We are bringing packages of materials for my costume. We ride for a long time across the city and finally through a part of Warsaw that is not as pretty as my own Aleje Jerozolimskie. Finally we arrive. Mother gives the driver a few coins and tells him to wait.
We enter a building and go through a corridor into the courtyard, then down the stairs into an apartment. A woman greets us, smiling and bowing to Mother. Her apartment is dark and shabby. Mother hands the woman our parcels and the woman opens them.
Out come clouds of green satin and golden tulle, and suddenly the room is no longer dark or shabby.
“We need a ballet dress with a green bodice, a skirt of gold petals, a gold-petalled hat and green satin leggings,” instructs Mother. The dressmaker makes a sketch. How can she make all that? I wonder excitedly. On the way out, the dressmaker assures us that the dress will be ready within a week. And she keeps her word.
On the day of the dress rehearsal I put on my costume. It’s like a cloud, a burst of golden petals on a green stem. All my classmates clap in praise, and even Madame Fleuri comments, “
Très, très jolie, Mademoiselle Lenska.
”
On the evening of the performance, I am so excited I cannot think of anything else. Father drops me off backstage and kisses me for good luck.
My classmates are magically transformed. There is Ola the swan, Felix the bird, Joanna the butterfly and many more flowers. There is even a big red strawberry, a blueberry and a raspberry. The stage is set with green trees and grass. With only half an hour left before the performance, I can feel goose bumps all over.
Madame Fleuri, dressed in black, her grey hair tied up in a knot on top of her head, lines us up.

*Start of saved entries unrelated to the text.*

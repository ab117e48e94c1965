//! PostgreSQL engine session.
//!
//! The session connects to the maintenance database as root. PostgreSQL has
//! no `CREATE DATABASE IF NOT EXISTS`, so database creation checks the
//! catalog first and tolerates a concurrent-creation race via the
//! `duplicate_database` error code. User upsert is a guarded `DO` block:
//! `ALTER USER` for an existing role (so rotation always lands), `CREATE
//! USER` otherwise. Deletes drop owned objects best-effort before the user;
//! ownership errors there are logged and suppressed, never surfaced.

use async_trait::async_trait;
use sqlx::postgres::{PgConnectOptions, PgConnection, PgSslMode};
use sqlx::Connection;

use crate::credentials::RootCredential;
use crate::errors::{Error, Result};

use super::sql::{pg_ident, pg_literal};
use super::{EngineSession, PrivilegeSet};

/// Maintenance database used for the root session; the target database may
/// not exist yet.
const MAINTENANCE_DATABASE: &str = "postgres";

/// `duplicate_database`: lost a create race with a concurrent invocation.
const DUPLICATE_DATABASE: &str = "42P04";

/// One root-credentialed session against a PostgreSQL instance.
pub struct PostgresSession {
    conn: PgConnection,
}

impl PostgresSession {
    /// Open a session as the instance's administrative principal.
    pub async fn connect(host: &str, port: u16, root: &RootCredential) -> Result<Self> {
        let options = PgConnectOptions::new()
            .host(host)
            .port(port)
            .username(&root.username)
            .password(root.password.expose())
            .database(MAINTENANCE_DATABASE)
            .ssl_mode(PgSslMode::Prefer);

        let conn = PgConnection::connect_with(&options)
            .await
            .map_err(|e| Error::connection("postgres", e.to_string()))?;

        tracing::debug!(host = %host, port = port, "Opened postgres root session");
        Ok(Self { conn })
    }

    async fn execute(&mut self, operation: &'static str, sql: &str) -> Result<()> {
        sqlx::query(sql)
            .execute(&mut self.conn)
            .await
            .map(|_| ())
            .map_err(|e| Error::reconciliation(operation, e))
    }
}

fn ensure_user_sql(username: &str, password: &str) -> String {
    let role_literal = pg_literal(username);
    let role_ident = pg_ident(username);
    let password_literal = pg_literal(password);
    format!(
        "DO $do$\n\
         BEGIN\n\
           IF EXISTS (SELECT FROM pg_catalog.pg_roles WHERE rolname = {role_literal}) THEN\n\
             ALTER USER {role_ident} WITH PASSWORD {password_literal};\n\
           ELSE\n\
             CREATE USER {role_ident} WITH PASSWORD {password_literal};\n\
           END IF;\n\
         END\n\
         $do$"
    )
}

fn grant_sql(privileges: &PrivilegeSet, database: &str, username: &str) -> String {
    format!(
        "GRANT {} ON DATABASE {} TO {}",
        privileges.render(),
        pg_ident(database),
        pg_ident(username)
    )
}

fn is_duplicate_database(error: &sqlx::Error) -> bool {
    error
        .as_database_error()
        .and_then(|db| db.code())
        .map(|code| code == DUPLICATE_DATABASE)
        .unwrap_or(false)
}

#[async_trait]
impl EngineSession for PostgresSession {
    async fn ensure_database(&mut self, database: &str) -> Result<()> {
        let exists: Option<i32> =
            sqlx::query_scalar("SELECT 1 FROM pg_database WHERE datname = $1")
                .bind(database)
                .fetch_optional(&mut self.conn)
                .await
                .map_err(|e| Error::reconciliation("ensure_database", e))?;

        if exists.is_some() {
            return Ok(());
        }

        match sqlx::query(&format!("CREATE DATABASE {}", pg_ident(database)))
            .execute(&mut self.conn)
            .await
        {
            Ok(_) => Ok(()),
            Err(e) if is_duplicate_database(&e) => {
                tracing::debug!(database = %database, "Database created concurrently");
                Ok(())
            }
            Err(e) => Err(Error::reconciliation("ensure_database", e)),
        }
    }

    async fn ensure_user(&mut self, username: &str, password: &str) -> Result<()> {
        self.execute("ensure_user", &ensure_user_sql(username, password)).await
    }

    async fn grant(
        &mut self,
        privileges: &PrivilegeSet,
        database: &str,
        username: &str,
    ) -> Result<()> {
        self.execute("grant", &grant_sql(privileges, database, username)).await
    }

    async fn post_grant_sync(&mut self) -> Result<()> {
        // Grants are visible immediately in this dialect.
        Ok(())
    }

    async fn drop_user(&mut self, username: &str) -> Result<()> {
        // Best-effort: the user's database usually dies in the same
        // deployment, so ownership errors in either step are expected noise.
        // `DROP OWNED` also revokes the user's database-level grants, which
        // would otherwise block the role drop.
        if let Err(e) =
            self.execute("drop_owned", &format!("DROP OWNED BY {}", pg_ident(username))).await
        {
            tracing::warn!(
                username = %username,
                error = %e,
                "Suppressed error dropping objects owned by user"
            );
        }

        if let Err(e) = self
            .execute("drop_user", &format!("DROP USER IF EXISTS {}", pg_ident(username)))
            .await
        {
            tracing::warn!(
                username = %username,
                error = %e,
                "Suppressed error dropping user"
            );
        }

        Ok(())
    }

    async fn close(self: Box<Self>) -> Result<()> {
        let PostgresSession { conn } = *self;
        conn.close().await.map_err(|e| Error::reconciliation("close", e))
    }
}
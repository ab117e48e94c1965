//! HashiCorp Vault secret store backend.
//!
//! Persists secrets in Vault's KV v2 engine through [`vaultrs`]. Secrets are
//! stored as flat string maps and surfaced to callers as JSON blobs, so the
//! rest of the system is backend-agnostic. Read grants are materialized as
//! named read-only ACL policies on the secret's data path.
//!
//! # Configuration
//!
//! - `VAULT_ADDR`: Vault server address (HTTPS recommended)
//! - `VAULT_TOKEN`: authentication token
//! - `VAULT_NAMESPACE`: optional namespace for multi-tenancy
//! - `VAULT_MOUNT_PATH`: KV v2 mount path (default: "secret")
//!
//! # Security
//!
//! - All communication uses TLS
//! - Tokens and secret values are never logged
//! - KV v2 provides automatic versioning for rotation audits

use std::collections::HashMap;

use async_trait::async_trait;
use chrono::Utc;
use vaultrs::client::{VaultClient, VaultClientSettingsBuilder};
use vaultrs::error::ClientError;
use vaultrs::kv2;

use super::client::{GeneratedSecretSpec, SecretMetadata, SecretStore};
use super::error::{Result, SecretsError};
use super::generate::{generate_password, PasswordSpec};

/// Configuration for the Vault backend.
#[derive(Debug, Clone)]
pub struct VaultStoreConfig {
    /// Vault server address.
    pub address: String,

    /// Authentication token.
    pub token: Option<String>,

    /// Optional namespace.
    pub namespace: Option<String>,

    /// KV v2 mount path.
    pub mount_path: String,
}

impl VaultStoreConfig {
    /// Load Vault configuration from environment variables.
    pub fn from_env() -> Result<Self> {
        let address = std::env::var("VAULT_ADDR")
            .map_err(|_| SecretsError::config_error("VAULT_ADDR is not set"))?;

        Ok(Self {
            address,
            token: std::env::var("VAULT_TOKEN").ok(),
            namespace: std::env::var("VAULT_NAMESPACE").ok(),
            mount_path: std::env::var("VAULT_MOUNT_PATH").unwrap_or_else(|_| "secret".to_string()),
        })
    }
}

/// Vault-backed [`SecretStore`] implementation.
pub struct VaultSecretStore {
    client: VaultClient,
    mount_path: String,
}

impl VaultSecretStore {
    /// Create a new Vault store and verify connectivity.
    ///
    /// # Errors
    ///
    /// - [`SecretsError::ConfigError`] if the configuration is invalid
    /// - [`SecretsError::ConnectionFailed`] if Vault is unreachable
    pub async fn new(config: VaultStoreConfig) -> Result<Self> {
        if config.address.is_empty() {
            return Err(SecretsError::config_error("Vault address cannot be empty"));
        }

        let mut settings_builder = VaultClientSettingsBuilder::default();
        settings_builder.address(&config.address);

        if let Some(ref token) = config.token {
            settings_builder.token(token);
        }

        if let Some(namespace) = config.namespace.clone() {
            settings_builder.namespace(Some(namespace));
        }

        let settings = settings_builder.build().map_err(|e| {
            SecretsError::config_error(format!("Invalid Vault configuration: {}", e))
        })?;

        let client = VaultClient::new(settings).map_err(|e| {
            SecretsError::connection_failed(format!("Failed to create Vault client: {}", e))
        })?;

        match vaultrs::sys::health(&client).await {
            Ok(_) => {
                tracing::info!(address = %config.address, "Connected to Vault");
            }
            Err(e) => {
                tracing::error!(error = %e, address = %config.address, "Vault health check failed");
                return Err(SecretsError::connection_failed(format!(
                    "Vault health check failed: {}",
                    e
                )));
            }
        }

        Ok(Self { client, mount_path: config.mount_path })
    }

    async fn read_fields(&self, name: &str) -> Result<HashMap<String, String>> {
        kv2::read(&self.client, &self.mount_path, name).await.map_err(|e| map_read_error(name, e))
    }

    async fn write_fields(&self, name: &str, fields: &HashMap<String, String>) -> Result<()> {
        kv2::set(&self.client, &self.mount_path, name, fields).await.map_err(|e| {
            tracing::error!(error = %e, name = %name, "Failed to write secret to Vault");
            SecretsError::backend_error(format!("Failed to store secret '{}': {}", name, e))
        })?;
        Ok(())
    }

    fn template_fields(spec: &GeneratedSecretSpec) -> Result<HashMap<String, String>> {
        let serde_json::Value::Object(template) = &spec.template else {
            return Err(SecretsError::invalid_value("secret template must be a JSON object"));
        };

        let mut fields = HashMap::with_capacity(template.len() + 1);
        for (key, value) in template {
            let serde_json::Value::String(value) = value else {
                return Err(SecretsError::invalid_value(format!(
                    "template field '{key}' must be a string"
                )));
            };
            fields.insert(key.clone(), value.clone());
        }
        Ok(fields)
    }
}

fn map_read_error(name: &str, error: ClientError) -> SecretsError {
    match error {
        ClientError::APIError { code: 404, .. } => SecretsError::not_found(name),
        ClientError::APIError { code: 403, .. } => {
            SecretsError::access_denied(format!("read denied on secret '{}'", name))
        }
        other => {
            tracing::error!(error = %other, name = %name, "Failed to read secret from Vault");
            SecretsError::backend_error(format!("Failed to read secret '{}': {}", name, other))
        }
    }
}

#[async_trait]
impl SecretStore for VaultSecretStore {
    async fn get_secret(&self, name: &str) -> Result<String> {
        let fields = self.read_fields(name).await?;
        Ok(serde_json::to_string(&fields)?)
    }

    async fn create_secret(&self, name: &str, spec: &GeneratedSecretSpec) -> Result<()> {
        if self.secret_exists(name).await? {
            return Err(SecretsError::already_exists(name));
        }

        let mut fields = Self::template_fields(spec)?;
        let generated = generate_password(&spec.password)?;
        fields.insert(spec.generate_key.clone(), generated);

        self.write_fields(name, &fields).await?;
        tracing::info!(name = %name, mount_path = %self.mount_path, "Created secret in Vault");
        Ok(())
    }

    async fn rotate_field(&self, name: &str, key: &str, policy: &PasswordSpec) -> Result<String> {
        let mut fields = self.read_fields(name).await?;
        if !fields.contains_key(key) {
            return Err(SecretsError::invalid_value(format!(
                "secret '{name}' has no field '{key}' to rotate"
            )));
        }

        let generated = generate_password(policy)?;
        fields.insert(key.to_string(), generated.clone());
        self.write_fields(name, &fields).await?;

        tracing::info!(name = %name, field = %key, "Rotated secret field in Vault");
        Ok(generated)
    }

    async fn delete_secret(&self, name: &str) -> Result<()> {
        kv2::delete_metadata(&self.client, &self.mount_path, name).await.map_err(|e| {
            tracing::error!(error = %e, name = %name, "Failed to delete secret from Vault");
            SecretsError::backend_error(format!("Failed to delete secret '{}': {}", name, e))
        })?;

        tracing::info!(name = %name, mount_path = %self.mount_path, "Deleted secret from Vault");
        Ok(())
    }

    async fn secret_exists(&self, name: &str) -> Result<bool> {
        match kv2::read::<HashMap<String, String>>(&self.client, &self.mount_path, name).await {
            Ok(_) => Ok(true),
            Err(ClientError::APIError { code: 404, .. }) => Ok(false),
            Err(e) => Err(map_read_error(name, e)),
        }
    }

    async fn metadata(&self, name: &str) -> Result<SecretMetadata> {
        let metadata =
            kv2::read_metadata(&self.client, &self.mount_path, name).await.map_err(|e| match e {
                ClientError::APIError { code: 404, .. } => SecretsError::not_found(name),
                other => SecretsError::backend_error(format!(
                    "Failed to read metadata for '{}': {}",
                    name, other
                )),
            })?;

        let created_at = chrono::DateTime::parse_from_rfc3339(&metadata.created_time)
            .ok()
            .map(|dt| dt.with_timezone(&Utc))
            .unwrap_or_else(Utc::now);
        let updated_at = chrono::DateTime::parse_from_rfc3339(&metadata.updated_time)
            .ok()
            .map(|dt| dt.with_timezone(&Utc))
            .unwrap_or(created_at);

        Ok(SecretMetadata {
            name: name.to_string(),
            version: Some(metadata.current_version),
            created_at,
            updated_at,
        })
    }

    async fn grant_read(&self, name: &str, principal: &str) -> Result<()> {
        // Read-only ACL on the secret's data path; attaching the policy to
        // the principal's auth role is the operator's side of the contract.
        let policy_name = format!("{}-read-{}", principal, name);
        let policy = format!(
            "path \"{mount}/data/{name}\" {{\n  capabilities = [\"read\"]\n}}\n",
            mount = self.mount_path,
            name = name
        );

        vaultrs::sys::policy::set(&self.client, &policy_name, &policy).await.map_err(|e| {
            tracing::error!(error = %e, policy = %policy_name, "Failed to write read policy");
            SecretsError::backend_error(format!(
                "Failed to grant '{}' read on '{}': {}",
                principal, name, e
            ))
        })?;

        tracing::info!(name = %name, principal = %principal, policy = %policy_name, "Granted secret read access");
        Ok(())
    }
}
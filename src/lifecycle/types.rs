//! Wire types for the lifecycle invocation contract.
//!
//! The external lifecycle controller invokes the handler once per
//! deployment per declared resource, and reads only the `status` field of
//! the response to decide whether dependent resources may proceed.

use serde::{Deserialize, Serialize};

use crate::engine::EngineAction;

/// Lifecycle request kind.
#[derive(Debug, Clone, Copy, PartialEq, Eq, Serialize, Deserialize)]
pub enum RequestType {
    Create,
    Update,
    Delete,
}

impl RequestType {
    /// The engine action this request drives. Create and Update are
    /// identical by design: the reconciler is idempotent, not create-once.
    pub fn engine_action(&self) -> EngineAction {
        match self {
            RequestType::Create | RequestType::Update => EngineAction::Ensure,
            RequestType::Delete => EngineAction::Remove,
        }
    }
}

/// Declared properties of the reconciliation resource.
#[derive(Debug, Clone, Default, Serialize, Deserialize)]
#[serde(rename_all = "camelCase")]
pub struct ResourceProperties {
    /// Opaque value that changes on every deployment (e.g. a timestamp).
    /// Its only purpose is to defeat the controller's declared-state
    /// diffing so the handler runs on every deploy; it is never
    /// interpreted.
    #[serde(default)]
    pub forcing_token: Option<String>,
}

/// One lifecycle invocation.
#[derive(Debug, Clone, Serialize, Deserialize)]
#[serde(rename_all = "camelCase")]
pub struct LifecycleRequest {
    pub request_type: RequestType,

    #[serde(default)]
    pub resource_properties: ResourceProperties,
}

/// Invocation outcome as the controller reads it.
#[derive(Debug, Clone, Copy, PartialEq, Eq, Serialize, Deserialize)]
pub enum ReconcileStatus {
    #[serde(rename = "SUCCESS")]
    Success,
    #[serde(rename = "FAILED")]
    Failed,
}

/// Synchronous response to one lifecycle invocation.
#[derive(Debug, Clone, Serialize, Deserialize)]
pub struct LifecycleResponse {
    pub status: ReconcileStatus,

    /// Surfaced error payload on failure.
    #[serde(skip_serializing_if = "Option::is_none")]
    pub error: Option<String>,
}

impl LifecycleResponse {
    pub fn success() -> Self {
        Self { status: ReconcileStatus::Success, error: None }
    }

    pub fn failed(error: impl Into<String>) -> Self {
        Self { status: ReconcileStatus::Failed, error: Some(error.into()) }
    }
}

We enter the stage in order of performance, and sit down on the grassy floor, forming a background for the dancers.
The orchestra below the stage is making musical sounds, but the great curtain is still closed. Then all is still. Madame Fleuri reminds me that I go on first.
The orchestra starts playing, and the curtain slowly opens to loud clapping from the darkened theatre. I get up, but my feet feel like stones. The stage lights are blinding. I run up to centre stage and pause. Should I dance in this garden for the other flowers and creatures, or should I dance for the dark mass that I can barely see? My decision is swift. The music of the Oberek begins. I dance, and forget all about the performance, my fear and blinding lights. I fly with the music as it swells the air. I can barely stop with the music, and I make my bow, just as we rehearsed it.
There is a strange hush in the theatre. None of my classmates are clapping. Do they not like my dancing?
Madame Fleuri comes up the stage and asks me to dance again, this time facing the audience. I am embarrassed. What have I done? I turn around and all of a sudden there is thunderous clapping and laughter coming from the dark pit below. I want to run off the stage but my feet won’t move. Yet I must dance again, I must. The Oberek theme begins once more, but this time my dancing feels different.